The Fatal Urban Life

Lawndale News Chicago's Bilingual Newspaper - Commentary

By Daniel Nardini

In 2010, for the first time in human history, more people around the world lived in cities than in rural areas. This change is important for a number of reasons, but the biggest reason was that the majority of the world’s population were either born into urban and suburban areas or moved there because the quality of life is better in urban and suburban areas than in rural areas. In today’s world, the best hospitals, doctors and clinics can be found in urban and suburban areas. In today’s world one has a better chance of earning better wages in urban and suburban areas. Finally, the chances are higher that a person either born or raised in an urban and suburban area has a better chance of living a better material life than someone living in a rural area.

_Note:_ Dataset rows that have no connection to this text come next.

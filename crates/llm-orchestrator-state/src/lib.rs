// Copyright (c) 2025 LLM DevOps
// SPDX-License-Identifier: MIT OR Apache-2.0

//! Persistence and recovery for the orchestrator's in-process engines.
//!
//! `llm-orchestrator-core` and `llm-orchestrator-secrets` define the
//! collaborator traits they need (`AgentDirectory`, `SecretStore`,
//! `WorkspaceDirectory`, `ExecutionStore`) but never implement them --
//! persistence is a concern for the process wiring the engines together,
//! not for the engines themselves. This crate is that implementation: one
//! sqlx `Any`-driver pool backs every store, so the same schema and queries
//! run against Postgres in production and SQLite in tests and the bundled
//! recovery demo.

pub mod agent_directory;
pub mod error;
pub mod execution_store;
pub mod pool;
pub mod secret_store;

pub use agent_directory::SqlAgentDirectory;
pub use error::{Result, StateError};
pub use execution_store::SqlExecutionStore;
pub use pool::{connect, ensure_schema, StatePool};
pub use secret_store::{SqlSecretStore, SqlWorkspaceDirectory};

// Re-exported so callers constructing an `IntegrationFacade` don't also need
// a direct `llm-orchestrator-core` dependency just for these two types.
pub use llm_orchestrator_core::facade::{ExecutionStore, WorkflowExecutionRecord};
// Copyright (c) 2025 LLM DevOps
// SPDX-License-Identifier: MIT OR Apache-2.0

//! Integration façade: wraps a [`WorkflowExecutor`] behind a background task
//! runner so a caller gets a single `execute_workflow` call that submits the
//! run, polls for a terminal status, and returns a result envelope, without
//! having to manage the `tokio::spawn`/join-handle bookkeeping itself.
//!
//! The façade depends on an [`ExecutionStore`] collaborator for everything
//! that needs to survive a process restart -- this crate never implements
//! that trait itself, the same separation the controller keeps from
//! `AgentDirectory` and the LLM service keeps from `CostLogger`.

use crate::context::WorkflowContext;
use crate::controller::AssignmentStats;
use crate::error::WorkflowError;
use crate::executor::{StepResult, WorkflowExecutor};
use crate::workflow::WorkflowExecutionStatus;
use async_trait::async_trait;
use chrono::{DateTime, Utc};
use dashmap::DashMap;
use serde::{Deserialize, Serialize};
use serde_json::Value;
use std::sync::Arc;
use std::time::Duration;
use tokio::task::JoinHandle;
use tracing::{info, warn};

/// A snapshot of one workflow execution as stored between process restarts.
#[derive(Debug, Clone)]
pub struct WorkflowExecutionRecord {
    pub execution_id: String,
    pub workflow_id: String,
    pub workspace_id: String,
    pub project_id: String,
    pub status: WorkflowExecutionStatus,
    pub context: WorkflowContext,
    pub result: Option<Value>,
    pub error_message: Option<String>,
    pub started_at: DateTime<Utc>,
    pub finished_at: Option<DateTime<Utc>>,
}

/// Collaborator the façade depends on to survive restarts. Implemented by
/// `llm-orchestrator-state`; this crate never implements it itself.
#[async_trait]
pub trait ExecutionStore: Send + Sync {
    async fn save(&self, record: &WorkflowExecutionRecord) -> Result<(), WorkflowError>;
    async fn update_status(
        &self,
        execution_id: &str,
        status: WorkflowExecutionStatus,
        result: Option<Value>,
        error_message: Option<String>,
    ) -> Result<(), WorkflowError>;
    async fn get(&self, execution_id: &str) -> Result<Option<WorkflowExecutionRecord>, WorkflowError>;
    /// Executions left in a non-terminal status -- the recovery set a
    /// restarting process should inspect before accepting new work.
    async fn list_running(&self) -> Result<Vec<WorkflowExecutionRecord>, WorkflowError>;
}

/// Result envelope returned once an execution reaches a terminal status or
/// the façade's timeout elapses.
#[derive(Debug, Clone, Serialize, Deserialize)]
pub struct ExecutionEnvelope {
    pub execution_id: String,
    pub status: WorkflowExecutionStatus,
    pub result: Option<Value>,
    pub error: Option<String>,
}

/// Snapshot of the façade's own bookkeeping plus whatever the controller
/// reports, for a single combined health/ops view.
#[derive(Debug, Clone, Default)]
pub struct FacadeStats {
    pub active_executions: usize,
    pub controller: Option<AssignmentStats>,
}

/// Runs `WorkflowExecutor`s as background tasks, persisting status
/// transitions through an `ExecutionStore` and polling it for completion.
pub struct IntegrationFacade {
    store: Arc<dyn ExecutionStore>,
    poll_interval: Duration,
    timeout: Duration,
    active: DashMap<String, JoinHandle<()>>,
}

impl IntegrationFacade {
    pub fn new(store: Arc<dyn ExecutionStore>, poll_interval: Duration, timeout: Duration) -> Self {
        Self { store, poll_interval, timeout, active: DashMap::new() }
    }

    /// Submits `executor` as a background task, records its starting state,
    /// then polls the store every `poll_interval` until the execution
    /// reaches a terminal status or `timeout` elapses. On timeout the
    /// in-flight task is aborted and the execution is marked `Timeout`.
    pub async fn execute_workflow(
        &self,
        executor: Arc<WorkflowExecutor>,
        workflow_id: String,
        workspace_id: String,
        project_id: String,
        context: WorkflowContext,
    ) -> Result<ExecutionEnvelope, WorkflowError> {
        let execution_id = context.workflow_execution_id.clone();

        self.store
            .save(&WorkflowExecutionRecord {
                execution_id: execution_id.clone(),
                workflow_id,
                workspace_id,
                project_id,
                status: WorkflowExecutionStatus::Running,
                context,
                result: None,
                error_message: None,
                started_at: Utc::now(),
                finished_at: None,
            })
            .await?;

        let store = self.store.clone();
        let task_execution_id = execution_id.clone();
        let handle = tokio::spawn(async move {
            let outcome = executor.execute().await;
            let (status, result, error) = match outcome {
                // `execute()` returns `Ok` even when individual steps failed --
                // its own halted-layers semantics are carried in each
                // `StepResult::status`, not in this outer `Result`.
                Ok(results) => {
                    let failed = results.iter().find_map(|r| r.error.as_ref());
                    let status = if failed.is_some() { WorkflowExecutionStatus::Failed } else { WorkflowExecutionStatus::Completed };
                    (status, Some(step_results_to_json(&results)), failed.cloned())
                }
                Err(err) => (WorkflowExecutionStatus::Failed, None, Some(err.to_string())),
            };
            if let Err(e) = store.update_status(&task_execution_id, status, result, error).await {
                warn!(execution_id = %task_execution_id, error = %e, "failed to persist terminal execution status");
            }
        });
        self.active.insert(execution_id.clone(), handle);

        self.await_completion(execution_id).await
    }

    async fn await_completion(&self, execution_id: String) -> Result<ExecutionEnvelope, WorkflowError> {
        let deadline = tokio::time::Instant::now() + self.timeout;
        loop {
            if let Some(record) = self.store.get(&execution_id).await? {
                if record.status.is_terminal() {
                    self.active.remove(&execution_id);
                    return Ok(ExecutionEnvelope {
                        execution_id,
                        status: record.status,
                        result: record.result,
                        error: record.error_message,
                    });
                }
            }

            if tokio::time::Instant::now() >= deadline {
                warn!(execution_id = %execution_id, "execution timed out waiting for a terminal status");
                self.cancel_workflow_execution(&execution_id).await?;
                return Ok(ExecutionEnvelope {
                    execution_id,
                    status: WorkflowExecutionStatus::Timeout,
                    result: None,
                    error: Some("execution timed out".to_string()),
                });
            }

            tokio::time::sleep(self.poll_interval).await;
        }
    }

    /// Aborts the in-flight task (if still running) and marks the execution
    /// `Cancelled` in the store. A no-op on an execution id with no active
    /// task -- e.g. one that already finished or was submitted by a
    /// different process.
    pub async fn cancel_workflow_execution(&self, execution_id: &str) -> Result<(), WorkflowError> {
        if let Some((_, handle)) = self.active.remove(execution_id) {
            handle.abort();
        }
        self.store
            .update_status(execution_id, WorkflowExecutionStatus::Cancelled, None, Some("cancelled by caller".to_string()))
            .await
    }

    /// Executions this façade instance currently has a background task for.
    pub fn stats(&self) -> FacadeStats {
        FacadeStats { active_executions: self.active.len(), controller: None }
    }

    /// Executions left `running`/`pending` in the store -- the recovery set
    /// a restarting process should inspect before accepting new work, since
    /// none of them have a live background task in this process.
    pub async fn recover_orphaned_executions(&self) -> Result<Vec<WorkflowExecutionRecord>, WorkflowError> {
        let orphans = self.store.list_running().await?;
        for orphan in &orphans {
            info!(execution_id = %orphan.execution_id, "found execution left running by a prior process");
        }
        Ok(orphans)
    }
}

fn step_results_to_json(results: &[StepResult]) -> Value {
    serde_json::json!(results
        .iter()
        .map(|r| serde_json::json!({
            "step_id": r.step_id,
            "status": format!("{:?}", r.status),
            "output": r.output,
            "error": r.error,
            "duration_ms": r.duration.as_millis() as u64,
        }))
        .collect::<Vec<_>>())
}

#[cfg(test)]
mod tests {
    use super::*;
    use crate::workflow::{StepType, WorkflowDefinition, WorkflowStep};
    use std::collections::HashMap;
    use std::sync::Mutex;

    #[derive(Default)]
    struct InMemoryStore {
        records: Mutex<HashMap<String, WorkflowExecutionRecord>>,
    }

    #[async_trait]
    impl ExecutionStore for InMemoryStore {
        async fn save(&self, record: &WorkflowExecutionRecord) -> Result<(), WorkflowError> {
            self.records.lock().unwrap().insert(record.execution_id.clone(), record.clone());
            Ok(())
        }

        async fn update_status(
            &self,
            execution_id: &str,
            status: WorkflowExecutionStatus,
            result: Option<Value>,
            error_message: Option<String>,
        ) -> Result<(), WorkflowError> {
            let mut records = self.records.lock().unwrap();
            if let Some(record) = records.get_mut(execution_id) {
                record.status = status;
                record.result = result;
                record.error_message = error_message;
                record.finished_at = Some(Utc::now());
            }
            Ok(())
        }

        async fn get(&self, execution_id: &str) -> Result<Option<WorkflowExecutionRecord>, WorkflowError> {
            Ok(self.records.lock().unwrap().get(execution_id).cloned())
        }

        async fn list_running(&self) -> Result<Vec<WorkflowExecutionRecord>, WorkflowError> {
            Ok(self
                .records
                .lock()
                .unwrap()
                .values()
                .filter(|r| !r.status.is_terminal())
                .cloned()
                .collect())
        }
    }

    fn condition_only_workflow() -> WorkflowDefinition {
        let step = WorkflowStep::new("a", "A", 1, StepType::Condition).with_condition("true");
        WorkflowDefinition::new("wf-1", "ws-1", "proj-1", "demo").with_steps(vec![step])
    }

    #[tokio::test]
    async fn execute_workflow_returns_a_completed_envelope() {
        let store: Arc<dyn ExecutionStore> = Arc::new(InMemoryStore::default());
        let facade = IntegrationFacade::new(store, Duration::from_millis(10), Duration::from_secs(5));

        let context = WorkflowContext::new("exec-1", "ws-1", "proj-1", HashMap::new());
        let executor = Arc::new(WorkflowExecutor::new(condition_only_workflow(), context.clone()).unwrap());

        let envelope = facade
            .execute_workflow(executor, "wf-1".to_string(), "ws-1".to_string(), "proj-1".to_string(), context)
            .await
            .unwrap();

        assert_eq!(envelope.execution_id, "exec-1");
        assert_eq!(envelope.status, WorkflowExecutionStatus::Completed);
        assert!(envelope.result.is_some());
        assert_eq!(facade.stats().active_executions, 0);
    }

    #[tokio::test]
    async fn a_failing_step_produces_a_failed_envelope_with_an_error() {
        let store: Arc<dyn ExecutionStore> = Arc::new(InMemoryStore::default());
        let facade = IntegrationFacade::new(store, Duration::from_millis(10), Duration::from_secs(5));

        let step = WorkflowStep::new("t1", "T1", 1, StepType::Task);
        let definition = WorkflowDefinition::new("wf-2", "ws-1", "proj-1", "task-only").with_steps(vec![step]);
        let context = WorkflowContext::new("exec-2", "ws-1", "proj-1", HashMap::new());
        let executor = Arc::new(WorkflowExecutor::new(definition, context.clone()).unwrap());

        let envelope = facade
            .execute_workflow(executor, "wf-2".to_string(), "ws-1".to_string(), "proj-1".to_string(), context)
            .await
            .unwrap();

        assert_eq!(envelope.status, WorkflowExecutionStatus::Failed);
        assert!(envelope.error.is_some());
        assert!(envelope.result.is_some());
    }

    #[tokio::test]
    async fn recover_orphaned_executions_lists_non_terminal_records() {
        let store = Arc::new(InMemoryStore::default());
        store
            .save(&WorkflowExecutionRecord {
                execution_id: "exec-orphan".to_string(),
                workflow_id: "wf-3".to_string(),
                workspace_id: "ws-1".to_string(),
                project_id: "proj-1".to_string(),
                status: WorkflowExecutionStatus::Running,
                context: WorkflowContext::new("exec-orphan", "ws-1", "proj-1", HashMap::new()),
                result: None,
                error_message: None,
                started_at: Utc::now(),
                finished_at: None,
            })
            .await
            .unwrap();

        let facade = IntegrationFacade::new(store, Duration::from_millis(10), Duration::from_secs(5));
        let orphans = facade.recover_orphaned_executions().await.unwrap();
        assert_eq!(orphans.len(), 1);
        assert_eq!(orphans[0].execution_id, "exec-orphan");
    }

    #[tokio::test]
    async fn cancel_workflow_execution_marks_the_record_cancelled() {
        let store: Arc<dyn ExecutionStore> = Arc::new(InMemoryStore::default());
        store
            .save(&WorkflowExecutionRecord {
                execution_id: "exec-cancel".to_string(),
                workflow_id: "wf-4".to_string(),
                workspace_id: "ws-1".to_string(),
                project_id: "proj-1".to_string(),
                status: WorkflowExecutionStatus::Running,
                context: WorkflowContext::new("exec-cancel", "ws-1", "proj-1", HashMap::new()),
                result: None,
                error_message: None,
                started_at: Utc::now(),
                finished_at: None,
            })
            .await
            .unwrap();
        let facade = IntegrationFacade::new(store.clone(), Duration::from_millis(10), Duration::from_secs(5));

        facade.cancel_workflow_execution("exec-cancel").await.unwrap();
        let record = store.get("exec-cancel").await.unwrap().unwrap();
        assert_eq!(record.status, WorkflowExecutionStatus::Cancelled);
    }
}
// Copyright (c) 2025 LLM DevOps
// SPDX-License-Identifier: MIT OR Apache-2.0

//! Per-execution shared state: variables, step outputs, and step statuses.
//!
//! One `WorkflowContext` is created per workflow execution and confined
//! behind a mutex so every step handler sees a consistent view without the
//! engine needing a single global lock (spec §5).

use crate::workflow::StepExecutionStatus;
use chrono::{DateTime, Utc};
use serde::{Deserialize, Serialize};
use serde_json::Value;
use std::collections::HashMap;

/// Shared execution-scoped state threaded through every step of one run.
#[derive(Debug, Clone, Serialize, Deserialize)]
pub struct WorkflowContext {
    pub workflow_execution_id: String,
    pub workspace_id: String,
    pub project_id: String,
    pub variables: HashMap<String, Value>,
    pub step_outputs: HashMap<String, Value>,
    pub step_statuses: HashMap<String, StepExecutionStatus>,
    pub started_at: DateTime<Utc>,
    pub parent_execution_id: Option<String>,
}

impl WorkflowContext {
    pub fn new(
        workflow_execution_id: impl Into<String>,
        workspace_id: impl Into<String>,
        project_id: impl Into<String>,
        variables: HashMap<String, Value>,
    ) -> Self {
        Self {
            workflow_execution_id: workflow_execution_id.into(),
            workspace_id: workspace_id.into(),
            project_id: project_id.into(),
            variables,
            step_outputs: HashMap::new(),
            step_statuses: HashMap::new(),
            started_at: Utc::now(),
            parent_execution_id: None,
        }
    }

    pub fn with_parent_execution_id(mut self, id: impl Into<String>) -> Self {
        self.parent_execution_id = Some(id.into());
        self
    }

    /// Resolves a step input through three tiers, same order as the engine
    /// this was ported from: a `steps.<id>.<field>` dotted reference pulls
    /// from a previously completed step's output; failing that, a workflow
    /// variable of the same name; failing that, `input_name` itself is
    /// returned as a literal value rather than dropped, unless `default`
    /// was given, which then takes its place.
    pub fn get_step_input(&self, input_name: &str, default: Option<Value>) -> Option<Value> {
        if let Some(rest) = input_name.strip_prefix("steps.") {
            let mut parts = rest.splitn(2, '.');
            let referenced_step_id = parts.next().unwrap_or_default();
            let field = parts.next();

            return match self.step_outputs.get(referenced_step_id) {
                Some(output) => match field {
                    Some(field) => output.get(field).cloned().or(default),
                    None => Some(output.clone()),
                },
                None => default,
            };
        }

        if let Some(value) = self.variables.get(input_name) {
            return Some(value.clone());
        }

        default.or_else(|| Some(Value::String(input_name.to_string())))
    }

    pub fn set_step_output(&mut self, step_id: impl Into<String>, output: Value) {
        let step_id = step_id.into();
        self.step_outputs.insert(step_id.clone(), output);
        self.step_statuses.insert(step_id, StepExecutionStatus::Completed);
    }

    pub fn set_step_failed(&mut self, step_id: impl Into<String>) {
        self.step_statuses.insert(step_id.into(), StepExecutionStatus::Failed);
    }

    pub fn set_step_skipped(&mut self, step_id: impl Into<String>) {
        self.step_statuses.insert(step_id.into(), StepExecutionStatus::Skipped);
    }

    pub fn completed_step_ids(&self) -> std::collections::HashSet<String> {
        self.step_statuses
            .iter()
            .filter(|(_, status)| **status == StepExecutionStatus::Completed)
            .map(|(id, _)| id.clone())
            .collect()
    }
}

#[cfg(test)]
mod tests {
    use super::*;
    use serde_json::json;

    fn ctx() -> WorkflowContext {
        let mut vars = HashMap::new();
        vars.insert("greeting".to_string(), json!("hello"));
        WorkflowContext::new("exec-1", "ws-1", "proj-1", vars)
    }

    #[test]
    fn resolves_plain_variable() {
        let context = ctx();
        assert_eq!(context.get_step_input("greeting", None), Some(json!("hello")));
    }

    #[test]
    fn resolves_step_output_field() {
        let mut context = ctx();
        context.set_step_output("a", json!({"result": "ok", "count": 3}));
        assert_eq!(context.get_step_input("steps.a.result", None), Some(json!("ok")));
        assert_eq!(context.get_step_input("steps.a.count", None), Some(json!(3)));
    }

    #[test]
    fn missing_reference_falls_back_to_default() {
        let context = ctx();
        let default = json!("fallback");
        assert_eq!(
            context.get_step_input("steps.missing.field", Some(default.clone())),
            Some(default)
        );
    }

    #[test]
    fn unresolved_reference_passes_through_as_a_literal() {
        let context = ctx();
        assert_eq!(context.get_step_input("gpt-4", None), Some(json!("gpt-4")));
    }

    #[test]
    fn set_step_output_marks_completed() {
        let mut context = ctx();
        context.set_step_output("a", json!({}));
        assert_eq!(context.step_statuses.get("a"), Some(&StepExecutionStatus::Completed));
        assert!(context.completed_step_ids().contains("a"));
    }
}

While this may be the new logic of today, it was not always the case. In the beginning of the industrial revolution (1750 and afterwards), city life was in fact more hard than rural life. This was especially true in Great Britain where the industrial revolution first began. In too many cases it could prove fatal. During the middle 18th Century, there were two serious outbreaks of smallpox in London. The outbreak was so bad that ten percent of the entire London population died and millions more were affected. Although smallpox was a similar scourge in the countryside, it killed nowhere near as many people because of the distances between neighbors and that smallpox could not spread as fast because villages were further spaced apart then.

But smallpox was not the only thing that killed people. Poor clean-up of garbage coupled with poor or non-existent sanitary conditions equally killed people in the cities at a young age. One other danger was industrial accidents. The early factories of the time had no safety procedures, and scores of men, women and children were killed in machines accidents. Just as equally bad was the industrial waste in the water supply system and on land that cut many lives short. These problems remained true for decades well into the year 1900. Conditions for working class people and especially the urban poor were so bad that newspaper articles and countless journalist investigations highlighted the horrible conditions of urban life for those who were just getting by.

Even now urban life can and is hell for so many hundreds of millions of people around the world, especially in the Third World. However, since 1900, a lot of this has changed and at least there is a conscious effort in many places around the world to improve the conditions for the urban poor. These changes have been among the reasons why so many people now would want to live in an urban environment than a rural one. The United States is no exception to this rule—only nine percent of all Americans still live in rural areas, and one percent are farmers. We have come a long way from when living in an urban area was a fatal calling card.